● TASK INSTRUCTIONS: Extract all of the data and reproduce it precisely.
[DATA FOR ANALYSIS]
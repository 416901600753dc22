//! Name folding for case- and accent-insensitive matching

use unicode_normalization::char::is_combining_mark;
use unicode_normalization::UnicodeNormalization;

/// Fold a proficiency name into its lookup key.
///
/// Decomposes to NFD, drops combining marks, lowercases and trims, so
/// "Élvish", "elvish" and " ELVISH " share one key.
pub fn normalize(name: &str) -> String {
    name.trim()
        .nfd()
        .filter(|c| !is_combining_mark(*c))
        .flat_map(char::to_lowercase)
        .collect()
}
//! Proficiency Ledger - sourced character proficiencies with optional picks

pub mod character;
pub mod core;
pub mod proficiency;

pub use character::Character;
pub use crate::core::{LedgerConfig, LedgerError, Origin, ProficiencyType};
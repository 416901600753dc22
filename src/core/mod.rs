pub mod config;
pub mod error;
pub mod normalize;
pub mod types;

pub use config::LedgerConfig;
pub use error::{LedgerError, Result};
pub use normalize::normalize;
pub use types::{CharacterId, Origin, ProficiencyType};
[/DATA FOR ANALYSIS]
● ANSWER TO THIS TASK:
repository 416901600753dc22
//! Name folding for case- and accent-insensitive matching

use unicode_normalization::char::is_combining_mark;
use unicode_normalization::UnicodeNormalization;

/// Fold a proficiency name into its lookup key.
///
/// Decomposes to NFD, drops combining marks, lowercases and trims, so
/// "Élvish", "elvish" and " ELVISH " share one key.
pub fn normalize(name: &str) -> String {
    name.trim()
        .nfd()
        .filter(|c| !is_combining_mark(*c))
        .flat_map(char::to_lowercase)
        .collect()
}
//! Proficiency Ledger - sourced character proficiencies with optional picks

pub mod character;
pub mod core;
pub mod proficiency;

pub use character::Character;
pub use crate::core::{LedgerConfig, LedgerError, Origin, ProficiencyType};
repository 416901600753dc22
filename src/core/mod.rs
pub mod config;
pub mod error;
pub mod normalize;
pub mod types;

pub use config::LedgerConfig;
pub use error::{LedgerError, Result};
pub use normalize::normalize;
pub use types::{CharacterId, Origin, ProficiencyType};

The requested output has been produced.